Thread: Going tubeless?
View Single Post
Old 06-12-20, 11:20 PM
  #16  
Racing Dan
Senior Member
 
Racing Dan's Avatar
 
Join Date: Aug 2015
Posts: 2,231
Mentioned: 9 Post(s)
Tagged: 0 Thread(s)
Quoted: 1335 Post(s)
Liked 318 Times in 216 Posts
Originally Posted by DrIsotope
I would say so, as the P Zero Velos are not tubeless, but straight clinchers. The only tubeless road bike tire from Pirelli is the Cinturato Velo TLR, which are fantastic (I put about 5,000 miles on a set.) So if you had a bad experience with P Zeroes tubeless, I can see why.
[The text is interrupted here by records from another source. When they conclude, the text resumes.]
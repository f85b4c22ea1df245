//! Error types for srd-common.

use thiserror::Error;

/// Common error type for cursor operations.
#[derive(Debug, Error)]
pub enum Error {
    /// End of buffer reached while reading.
    #[error("unexpected end of buffer: needed {needed} bytes but only {available} available")]
    UnexpectedEof { needed: usize, available: usize },

    /// Invalid magic bytes encountered.
    #[error("invalid magic: expected {expected:?}, got {actual:?}")]
    InvalidMagic {
        expected: Vec<u8>,
        actual: Vec<u8>,
    },

    /// I/O error.
    #[error("I/O error: {0}")]
    Io(#[from] std::io::Error),

    /// UTF-8 decoding error.
    #[error("UTF-8 error: {0}")]
    Utf8(#[from] std::str::Utf8Error),

    /// Missing null terminator in string.
    #[error("string missing null terminator")]
    MissingNullTerminator,
}

/// Result type alias using the common Error type.
pub type Result<T> = std::result::Result<T, Error>;
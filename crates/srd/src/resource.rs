//! Resource descriptors and auxiliary buffer resolution.
//!
//! Blocks address bulk binary data in two sibling files: the index segment
//! (`.srdi`, selector "primary") and the bulk-data segment (`.srdv`,
//! selector "secondary"). A descriptor is resolved to a bounds-checked
//! slice; the high 3 bits of the stored offset are reserved and are masked
//! off before any indexing, never interpreted.

use std::fmt;
use std::fs;
use std::io;
use std::path::{Path, PathBuf};

use crate::{Error, Result};

/// Only the low 29 bits of a resource offset are address bits.
pub const RESOURCE_OFFSET_MASK: u32 = 0x1FFF_FFFF;

/// Which auxiliary buffer a descriptor addresses.
#[derive(Debug, Clone, Copy, PartialEq, Eq)]
pub enum BufferSelector {
    /// The index segment (`.srdi` sibling file).
    Primary,
    /// The bulk-data segment (`.srdv` sibling file).
    Secondary,
}

impl BufferSelector {
    /// Map the raw header field to a selector. Zero means "no descriptor"
    /// and other values are unknown; both yield `None`.
    pub fn from_raw(raw: u32) -> Option<Self> {
        match raw {
            1 => Some(Self::Primary),
            2 => Some(Self::Secondary),
            _ => None,
        }
    }

    /// The raw header field value for this selector.
    pub fn to_raw(self) -> u32 {
        match self {
            Self::Primary => 1,
            Self::Secondary => 2,
        }
    }
}

impl fmt::Display for BufferSelector {
    fn fmt(&self, f: &mut fmt::Formatter<'_>) -> fmt::Result {
        match self {
            Self::Primary => f.write_str("primary"),
            Self::Secondary => f.write_str("secondary"),
        }
    }
}

/// An (offset, length, selector) triple addressing auxiliary data.
#[derive(Debug, Clone, Copy, PartialEq, Eq)]
pub struct ResourceDescriptor {
    /// Which auxiliary buffer to index.
    pub selector: BufferSelector,
    /// Raw offset as stored; high 3 bits are reserved.
    pub offset: u32,
    /// Byte length of the addressed range.
    pub length: u32,
}

impl ResourceDescriptor {
    /// The offset with the reserved high bits cleared.
    #[inline]
    pub fn masked_offset(&self) -> u32 {
        self.offset & RESOURCE_OFFSET_MASK
    }

    /// Resolve to a bounds-checked slice of the selected buffer.
    ///
    /// Fails with [`Error::ResourceOutOfRange`] when the masked offset plus
    /// length exceeds the buffer; the failure is fatal only to this
    /// resource, not to the overall run.
    pub fn resolve<'a>(&self, primary: &'a [u8], secondary: &'a [u8]) -> Result<&'a [u8]> {
        let buffer = match self.selector {
            BufferSelector::Primary => primary,
            BufferSelector::Secondary => secondary,
        };

        let start = self.masked_offset() as usize;
        let end = start + self.length as usize;
        if end > buffer.len() {
            return Err(Error::ResourceOutOfRange {
                selector: self.selector,
                offset: self.masked_offset(),
                length: self.length,
                buffer_len: buffer.len(),
            });
        }

        Ok(&buffer[start..end])
    }

    /// Resolve against an [`AuxBuffers`] pair.
    pub fn resolve_in<'a>(&self, aux: &'a AuxBuffers) -> Result<&'a [u8]> {
        self.resolve(&aux.index, &aux.bulk)
    }
}

/// The two externally supplied auxiliary buffers.
///
/// Either may be absent, in which case it is a zero-length buffer and any
/// descriptor into it resolves to [`Error::ResourceOutOfRange`] (unless it
/// is itself zero-length). The library never mutates these.
#[derive(Debug, Clone, Default)]
pub struct AuxBuffers {
    /// Index segment bytes (`.srdi`).
    pub index: Vec<u8>,
    /// Bulk-data segment bytes (`.srdv`).
    pub bulk: Vec<u8>,
}

impl AuxBuffers {
    /// Create from in-memory buffers.
    pub fn new(index: Vec<u8>, bulk: Vec<u8>) -> Self {
        Self { index, bulk }
    }

    /// Two empty buffers.
    pub fn empty() -> Self {
        Self::default()
    }

    /// Load the sibling files of an SRD container.
    ///
    /// `foo.srd` is accompanied by `foo.srdi` and `foo.srdv`; a missing
    /// sibling yields an empty buffer.
    pub fn load_beside<P: AsRef<Path>>(srd_path: P) -> io::Result<Self> {
        Ok(Self {
            index: read_sibling(srd_path.as_ref(), "i")?,
            bulk: read_sibling(srd_path.as_ref(), "v")?,
        })
    }
}

fn read_sibling(path: &Path, suffix: &str) -> io::Result<Vec<u8>> {
    let mut os = path.as_os_str().to_os_string();
    os.push(suffix);
    let sibling = PathBuf::from(os);

    if sibling.exists() {
        fs::read(&sibling)
    } else {
        Ok(Vec::new())
    }
}
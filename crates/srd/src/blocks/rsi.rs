//! `$RSI` resource index block.
//!
//! Pairs resource name strings with a resource-data blob. For geometry the
//! blob's first 8 bytes are (vertex data offset, vertex data length) into
//! the bulk-data segment, followed after 16-byte alignment by the face
//! table's (offset, length); the mesh pipeline interprets those, this
//! decoder only carves the blob out of the payload.

use srd_common::BinaryReader;

use super::BlockPayload;
use crate::block::BlockTag;
use crate::Warning;

/// Decoded `$RSI` payload.
///
/// Local layout: a 16-byte header (`unknown00: u16`, `string_count: u16`,
/// `data_offset: u32`, `data_len: u32`, `unknown0c: u32`, little-endian),
/// then the null-terminated name strings, then the resource-data blob at
/// `data_offset`.
#[derive(Debug, Clone, Default)]
pub struct RsiPayload {
    pub unknown00: u16,
    /// Number of resource name strings.
    pub string_count: u16,
    /// Payload-relative offset of the resource-data blob.
    pub data_offset: u32,
    /// Length of the resource-data blob.
    pub data_len: u32,
    pub unknown0c: u32,
    /// Resource name strings; the first names the mesh object.
    pub strings: Vec<String>,
    /// The resource-data blob, clamped to the payload.
    pub resource_data: Vec<u8>,
    /// Original payload bytes, re-emitted on encode.
    pub raw: Vec<u8>,
}

impl RsiPayload {
    pub(crate) fn decode(payload: &[u8], warnings: &mut Vec<Warning>) -> BlockPayload {
        let mut p = Self {
            raw: payload.to_vec(),
            ..Self::default()
        };
        if let Err(e) = p.read_from(payload, warnings) {
            warnings.push(Warning::TruncatedPayload {
                tag: BlockTag::RSI,
                detail: e.to_string(),
            });
        }
        BlockPayload::Rsi(p)
    }

    fn read_from(&mut self, data: &[u8], warnings: &mut Vec<Warning>) -> srd_common::Result<()> {
        let mut reader = BinaryReader::new(data);

        self.unknown00 = reader.read_u16()?;
        self.string_count = reader.read_u16()?;
        self.data_offset = reader.read_u32()?;
        self.data_len = reader.read_u32()?;
        self.unknown0c = reader.read_u32()?;

        for _ in 0..self.string_count {
            self.strings.push(reader.read_cstring()?.to_string());
        }
        if reader.position() > self.data_offset as usize {
            warnings.push(Warning::StringOverrun {
                tag: BlockTag::RSI,
                offset: reader.position(),
            });
        }

        let start = (self.data_offset as usize).min(data.len());
        let end = (self.data_offset as usize)
            .saturating_add(self.data_len as usize)
            .min(data.len());
        if end - start < self.data_len as usize {
            warnings.push(Warning::TruncatedPayload {
                tag: BlockTag::RSI,
                detail: format!(
                    "resource data clamped to {} of {} bytes",
                    end - start,
                    self.data_len
                ),
            });
        }
        self.resource_data = data[start..end].to_vec();

        Ok(())
    }

    /// Name of the resource, taken from the first string.
    pub fn resource_name(&self) -> Option<&str> {
        self.strings.first().map(String::as_str)
    }

    pub(crate) fn info(&self) -> String {
        format!(
            "Strings: {}\nResource Data: {} bytes",
            self.strings.join(", "),
            self.resource_data.len()
        )
    }
}

#[cfg(test)]
pub(crate) mod tests {
    use super::*;
    use srd_common::BinaryWriter;

    /// Payload with one name string and the given resource-data blob.
    pub(crate) fn sample_payload(name: &str, blob: &[u8]) -> Vec<u8> {
        let mut w = BinaryWriter::new();
        let strings_end = 16 + name.len() + 1;
        let data_offset = strings_end.next_multiple_of(16) as u32;

        w.write_u16(0); // unknown00
        w.write_u16(1); // string_count
        w.write_u32(data_offset);
        w.write_u32(blob.len() as u32);
        w.write_u32(0); // unknown0c
        w.write_cstring(name);
        w.align_to(16);
        w.write_bytes(blob);
        w.into_vec()
    }

    #[test]
    fn test_decode() {
        let blob = [1u8, 2, 3, 4, 5, 6, 7, 8];
        let payload = sample_payload("env_table", &blob);

        let mut warnings = Vec::new();
        let BlockPayload::Rsi(p) = RsiPayload::decode(&payload, &mut warnings) else {
            panic!("wrong variant");
        };

        assert_eq!(p.strings, vec!["env_table".to_string()]);
        assert_eq!(p.resource_name(), Some("env_table"));
        assert_eq!(p.resource_data, blob);
        assert!(warnings.is_empty(), "unexpected warnings: {warnings:?}");
    }

    #[test]
    fn test_blob_clamped_with_warning() {
        let mut payload = sample_payload("short", &[0xAA; 8]);
        payload.truncate(payload.len() - 4);

        let mut warnings = Vec::new();
        let BlockPayload::Rsi(p) = RsiPayload::decode(&payload, &mut warnings) else {
            panic!("wrong variant");
        };

        assert_eq!(p.resource_data, vec![0xAA; 4]);
        assert!(warnings
            .iter()
            .any(|w| matches!(w, Warning::TruncatedPayload { .. })));
    }

    #[test]
    fn test_string_overrun_warning() {
        let mut payload = sample_payload("name", &[0u8; 4]);
        // Pull the blob offset back into the string table
        payload[4..8].copy_from_slice(&8u32.to_le_bytes());

        let mut warnings = Vec::new();
        RsiPayload::decode(&payload, &mut warnings);

        assert!(warnings
            .iter()
            .any(|w| matches!(w, Warning::StringOverrun { .. })));
    }
}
Dynaplugs are designed to be used for the life of the tire, and I have done so. I've plugged tires at under 500 miles, and ridden them plugged until cords were showing at +3,000 miles. Almost everything in that quote is wrong, save for the part about not all plugs being equal.


You also don't need ot throw away a tubeless tire with a hole in it. So long as cords haven't been cut, you can patch it from the inside with a typical tube patch. I've also done that, many, many, many times.

Why? You also said bacon strips can be left in for the life of the tyre. Seems like en unnecessary extra step if you can just plug it, like you said, with a bacon strip. - I mean why all this work to seal up a system that should just self seal with Stans in the first place and that you claimed to be able to seal for the life of the tyre, with a bacon strip, in the even that liquid sealant doesn't do what its supposed to do?


From my experience, big gashes in ordinary clinchers doesn't repair well with ordinary tube patches. They stretch and the gash opens a little. Ridable in a pinch, but lumpy.